Most rookies who just entered the Forex market are people that don’t dispose of significant capital so they can put it on risk. In most cases, they are not knowledgeable users and don’t know much about different trading strategies.
In Forex terminology, we regularly speak of lots to express the volume of capital involved after leverage. Here is a brief guide as an introduction to Forex trading, which will help you understand this concept with an extra accent on micro lot Forex trading.
What is a Lot in Forex?
The standard size for a lot represents 100,000 units. There are also mini, micro, and nano lots that are obviously of different sizes equivalent to 10,000, 1,000, and 100 units.
Forex trading lot sizes:
- Standard 100,000
- Mini 10,000
- Micro 1000
- Nano 100
We measure the change in the value of one currency against another in pips, which are very small percentages of a currency unit’s value. To take benefit of these changes in value, you must trade large amounts of a particular currency to see a significant gain or loss.
Suppose you are using a standard size lot of 100,000 units. We will, therefore, recalculate some examples to see how the value of a pip is affected.
- USD/JPY – if the exchange rate is 119.80 (0.01 / 119.80) x 100,000 amounts to $ 8.34 per one pip.
- USD / CHF – if the exchange rate is of 1.4555 (0.0001 / 1.4555) x 100,000 amounts to $ 6.87 per pip.
In the case where the USD doesn’t represent the base currency, the formula is slightly different.
- EUR / USD – at an exchange rate of 1.1930 (0.0001 / 1.1930) x 100,000 amounts to 8.38 x 1.1930 = 9.99734 USD rounded to 10 USD per one pip.
- GBP / USD if the exchange rate is 1.8040 (0.0001 / 1.8040) x 100,000 amounts to 5.54 x 1.8040 = 9.99416 rounded to $ 10 per pip.
Your broker may offer different Pip calculation rules depending on the lot size, but whatever method they use will be able to tell you what the Pip value is inherent in the currency you are trading at any time. The pip’s value changes according to the market and depends on the currency in which you are positioned.
What is a Micro Lot Forex Trading Account?

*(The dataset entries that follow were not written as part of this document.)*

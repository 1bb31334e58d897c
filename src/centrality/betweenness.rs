//! Betweenness centrality (Brandes 2001), for nodes and for edges.
//!
//! One breadth-first search per source yields the shortest-path DAG with path
//! counts σ; walking it backwards accumulates the dependency δ of the source
//! on every node (or edge). Summing over all sources counts every unordered
//! pair twice, which the rescaling accounts for.

use crate::graph::{adjacency, ClubGraph, NodeId, Scores};
use std::collections::{BTreeMap, VecDeque};

/// Shortest-path DAG from one source.
pub(crate) struct ShortestPaths {
    /// Nodes in non-decreasing distance from the source.
    order: Vec<usize>,
    /// Predecessors on shortest paths.
    preds: Vec<Vec<usize>>,
    /// Number of shortest paths from the source.
    sigma: Vec<f64>,
}

impl ShortestPaths {
    pub(crate) fn from_source(adj: &[Vec<usize>], source: usize) -> Self {
        let n = adj.len();
        let mut order = Vec::with_capacity(n);
        let mut preds = vec![Vec::new(); n];
        let mut sigma = vec![0.0; n];
        let mut dist: Vec<Option<usize>> = vec![None; n];

        sigma[source] = 1.0;
        dist[source] = Some(0);
        let mut queue = VecDeque::from([source]);

        while let Some(v) = queue.pop_front() {
            order.push(v);
            let dv = dist[v].unwrap_or(0);
            for &w in &adj[v] {
                if dist[w].is_none() {
                    dist[w] = Some(dv + 1);
                    queue.push_back(w);
                }
                if dist[w] == Some(dv + 1) {
                    sigma[w] += sigma[v];
                    preds[w].push(v);
                }
            }
        }

        Self {
            order,
            preds,
            sigma,
        }
    }
}

/// Raw (doubled) node betweenness over index-addressed adjacency.
fn node_dependencies(adj: &[Vec<usize>]) -> Vec<f64> {
    let n = adj.len();
    let mut betweenness = vec![0.0; n];
    let mut delta = vec![0.0; n];

    for s in 0..n {
        let sp = ShortestPaths::from_source(adj, s);
        delta.iter_mut().for_each(|d| *d = 0.0);
        for &w in sp.order.iter().rev() {
            let coeff = (1.0 + delta[w]) / sp.sigma[w];
            for &v in &sp.preds[w] {
                delta[v] += sp.sigma[v] * coeff;
            }
            if w != s {
                betweenness[w] += delta[w];
            }
        }
    }
    betweenness
}

/// Raw (doubled) edge betweenness keyed by `(low index, high index)`.
pub(crate) fn edge_dependencies(adj: &[Vec<usize>]) -> BTreeMap<(usize, usize), f64> {
    let n = adj.len();
    let mut betweenness: BTreeMap<(usize, usize), f64> = BTreeMap::new();
    for (u, neighbors) in adj.iter().enumerate() {
        for &v in neighbors {
            if u < v {
                betweenness.insert((u, v), 0.0);
            }
        }
    }

    let mut delta = vec![0.0; n];
    for s in 0..n {
        let sp = ShortestPaths::from_source(adj, s);
        delta.iter_mut().for_each(|d| *d = 0.0);
        for &w in sp.order.iter().rev() {
            let coeff = (1.0 + delta[w]) / sp.sigma[w];
            for &v in &sp.preds[w] {
                let c = sp.sigma[v] * coeff;
                let key = if v < w { (v, w) } else { (w, v) };
                if let Some(b) = betweenness.get_mut(&key) {
                    *b += c;
                }
                delta[v] += c;
            }
        }
    }
    betweenness
}

/// Node betweenness centrality.
///
/// With `normalized`, scores are divided by `(n-1)(n-2)` (the number of
/// ordered pairs excluding the node) for graphs with more than two nodes;
/// otherwise each unordered pair is counted once.
pub fn betweenness_centrality(graph: &ClubGraph, normalized: bool) -> Scores {
    let adj = adjacency(graph);
    let n = adj.len();
    let raw = node_dependencies(&adj);

    let scale = match (normalized, n) {
        (true, n) if n > 2 => Some(1.0 / ((n - 1) * (n - 2)) as f64),
        (true, _) => None,
        (false, _) => Some(0.5),
    };

    graph
        .node_weights()
        .zip(raw)
        .map(|(m, b)| (m.id, scale.map_or(b, |s| b * s)))
        .collect()
}

/// Edge betweenness centrality, keyed by endpoint ids in node-index order.
///
/// With `normalized`, scores are divided by `n(n-1)`; otherwise each unordered
/// pair is counted once.
pub fn edge_betweenness_centrality(
    graph: &ClubGraph,
    normalized: bool,
) -> BTreeMap<(NodeId, NodeId), f64> {
    let adj = adjacency(graph);
    let n = adj.len();
    let scale = match (normalized, n) {
        (true, n) if n > 1 => Some(1.0 / (n * (n - 1)) as f64),
        (true, _) => None,
        (false, _) => Some(0.5),
    };

    let ids: Vec<NodeId> = graph.node_weights().map(|m| m.id).collect();
    edge_dependencies(&adj)
        .into_iter()
        .map(|((u, v), b)| ((ids[u], ids[v]), scale.map_or(b, |s| b * s)))
        .collect()
}

#[cfg(test)]
mod tests {
    use super::*;
    use crate::graph::from_edges;

    #[test]
    fn path_middle_is_highest() {
        // 0 - 1 - 2 - 3
        let g = from_edges(&[(0, 1), (1, 2), (2, 3)]);
        let bc = betweenness_centrality(&g, false);
        assert_eq!(bc[&0], 0.0);
        assert_eq!(bc[&3], 0.0);
        assert!((bc[&1] - 2.0).abs() < 1e-12);
        assert!((bc[&2] - 2.0).abs() < 1e-12);
    }

    #[test]
    fn star_center_normalized_is_one() {
        let g = from_edges(&[(0, 1), (0, 2), (0, 3), (0, 4)]);
        let bc = betweenness_centrality(&g, true);
        assert!((bc[&0] - 1.0).abs() < 1e-12);
        assert_eq!(bc[&1], 0.0);
    }

    #[test]
    fn bridge_edge_dominates() {
        // two triangles joined by the 2-3 bridge
        let g = from_edges(&[(0, 1), (1, 2), (0, 2), (2, 3), (3, 4), (4, 5), (3, 5)]);
        let eb = edge_betweenness_centrality(&g, false);
        assert_eq!(eb.len(), 7);
        // 3 nodes on each side: 9 pairs cross the bridge
        assert!((eb[&(2, 3)] - 9.0).abs() < 1e-12);
        let (best, _) = eb
            .iter()
            .max_by(|a, b| a.1.total_cmp(b.1))
            .unwrap();
        assert_eq!(*best, (2, 3));
    }

    #[test]
    fn edge_scores_normalized() {
        let g = from_edges(&[(0, 1)]);
        let eb = edge_betweenness_centrality(&g, true);
        // one pair, both directions counted, divided by n(n-1) = 2
        assert!((eb[&(0, 1)] - 1.0).abs() < 1e-12);
    }
}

This kind of Forex trading account is suited the most for retail traders with tight budgets. Micro accounts are also good solutions for traders that are not so comfortable with taking big risks.
Micro accounts are also popular under the name of ”cent account” because here, everything counts in cents. Today it is possible to find the brokers that offer Forex-newbies an entrance into the market with a budget as low as ten dollars. Of course, if you trade in some other currency than dollars, your profit (or loss) will be shown in that currency.

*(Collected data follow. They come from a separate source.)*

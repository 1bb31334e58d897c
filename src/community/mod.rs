//! Community detection for graphs.
//!
//! Given a graph, find groupings where nodes within groups are densely
//! connected and connections between groups are sparse.
//!
//! ## The Modularity Objective
//!
//! Partitions are scored with **modularity** Q, which compares the number of
//! edges inside communities with the number expected in a random graph with
//! the same degree sequence:
//!
//! ```text
//! Q = (1/2m) × Σ[A_ij - γ(k_i × k_j)/(2m)] × δ(c_i, c_j)
//! ```
//!
//! A good partition has Q > 0.
//!
//! ## Algorithms
//!
//! ### Girvan-Newman (divisive)
//!
//! Repeatedly delete the edge with the highest edge betweenness. Edges that
//! bridge communities carry many shortest paths, so they go first and the
//! graph falls apart along community boundaries. [`GirvanNewman`] exposes the
//! resulting hierarchy one level at a time; [`PartitionBuilder`] turns it into
//! a partition with a requested number of communities.
//!
//! ### Louvain (agglomerative)
//!
//! Greedy modularity optimization with graph coarsening
//! ([Blondel et al. 2008](https://arxiv.org/abs/0803.0476)). The number of
//! communities is chosen by the algorithm.
//!
//! ## Usage
//!
//! ```rust
//! use karate_club::community::{detect_communities_by_count, louvain_communities};
//! use karate_club::load::karate_club_graph;
//!
//! let graph = karate_club_graph();
//! let split = detect_communities_by_count(&graph, 2).unwrap();
//! assert_eq!(split.len(), 34);
//!
//! let (partition, q) = louvain_communities(&graph).unwrap();
//! assert_eq!(partition.len(), 34);
//! assert!(q > 0.0);
//! ```
//!
//! ## References
//!
//! - Girvan & Newman (2002). "Community structure in social and biological networks."
//! - Newman & Girvan (2004). "Finding and evaluating community structure in networks."
//! - Blondel et al. (2008). "Fast unfolding of communities in large networks."

mod girvan_newman;
mod louvain;
mod modularity;
mod partition_builder;
mod traits;

pub use girvan_newman::{GirvanNewman, Grouping, SequenceState};
pub use louvain::{louvain_communities, Louvain};
pub use modularity::{community_count, community_members, modularity};
pub use partition_builder::{detect_communities_by_count, PartitionBuilder};
pub use traits::CommunityDetection;
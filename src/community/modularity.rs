//! Newman modularity of a partition and partition helpers.

use crate::error::{Error, Result};
use crate::graph::{ClubGraph, NodeId, Partition};
use std::collections::BTreeMap;

/// Modularity of `partition` on `graph`:
///
/// ```text
/// Q = Σ_c [ L_c / m − (d_c / 2m)² ]
/// ```
///
/// where `L_c` counts edges inside community `c`, `d_c` sums the degrees of
/// its nodes and `m` is the edge count.
///
/// # Errors
///
/// [`Error::UndefinedModularity`] for a graph without edges and
/// [`Error::UnknownNode`] when `partition` misses a node.
pub fn modularity(graph: &ClubGraph, partition: &Partition) -> Result<f64> {
    let m = graph.edge_count() as f64;
    if m == 0.0 {
        return Err(Error::UndefinedModularity);
    }

    let community = |i: petgraph::graph::NodeIndex| {
        let id = graph[i].id;
        partition.get(&id).copied().ok_or(Error::UnknownNode(id))
    };

    let mut internal: BTreeMap<usize, f64> = BTreeMap::new();
    let mut degree: BTreeMap<usize, f64> = BTreeMap::new();
    for i in graph.node_indices() {
        degree.entry(community(i)?).or_insert(0.0);
    }
    for edge in graph.raw_edges() {
        let (ca, cb) = (community(edge.source())?, community(edge.target())?);
        *degree.entry(ca).or_insert(0.0) += 1.0;
        *degree.entry(cb).or_insert(0.0) += 1.0;
        if ca == cb {
            *internal.entry(ca).or_insert(0.0) += 1.0;
        }
    }

    Ok(degree
        .iter()
        .map(|(c, d)| internal.get(c).copied().unwrap_or(0.0) / m - (d / (2.0 * m)).powi(2))
        .sum())
}

/// Nodes assigned to `community`, in id order.
pub fn community_members(partition: &Partition, community: usize) -> Vec<NodeId> {
    partition
        .iter()
        .filter(|&(_, &c)| c == community)
        .map(|(&node, _)| node)
        .collect()
}

/// Number of distinct communities used by `partition`.
pub fn community_count(partition: &Partition) -> usize {
    let mut ids: Vec<usize> = partition.values().copied().collect();
    ids.sort_unstable();
    ids.dedup();
    ids.len()
}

The structure of micro and standard trading accounts is the same. The difference is in the balance display. When it comes to micro accounts, the balance is always displayed in cents. You will also have access to the same trading tools and instruments for both types of accounts.
Who Uses Micro Lot Forex Trading Account
The micro lot (0.01 lot), as the name suggests, is even smaller than the mini lot. It’s a smaller lot size, and each position taken based on a micro lot is equivalent to 1,000 units. Each pip is then equal to 10 cents in the Forex market. This kind of a lot is ideal for novice traders. They can try their hand at Forex by taking small positions and trying out different trading strategies and applying the knowledge acquired through trading courses with very little monetary risk.
How To Spread Gains On Your Micro Lot Account
The most Forex brokers will allow you to create leveraged accounts that will enable you to spread your modest budget by using leverage. That means that you can borrow a certain amount from your trusted broker to use it for trading more significant amounts then your real budget allows.
Like with all the other accounts, risk management is necessary. This includes setting up stop-loss orders, limiting the sums you invest during one open position.
The maximum leverage is something that depends on the specific broker and its regulations. Generally, when it comes to Europe, the maximum leverage doesn’t go up more than 30:1. This limit occurs no matter which type of account you have. However, there are always brokers offering way higher ratios like 500:1. Whatever the leverage ratio limit is, always check if the broker you are about to go with offers negative balance protection. It will shield you from big losses and unnecessary debts.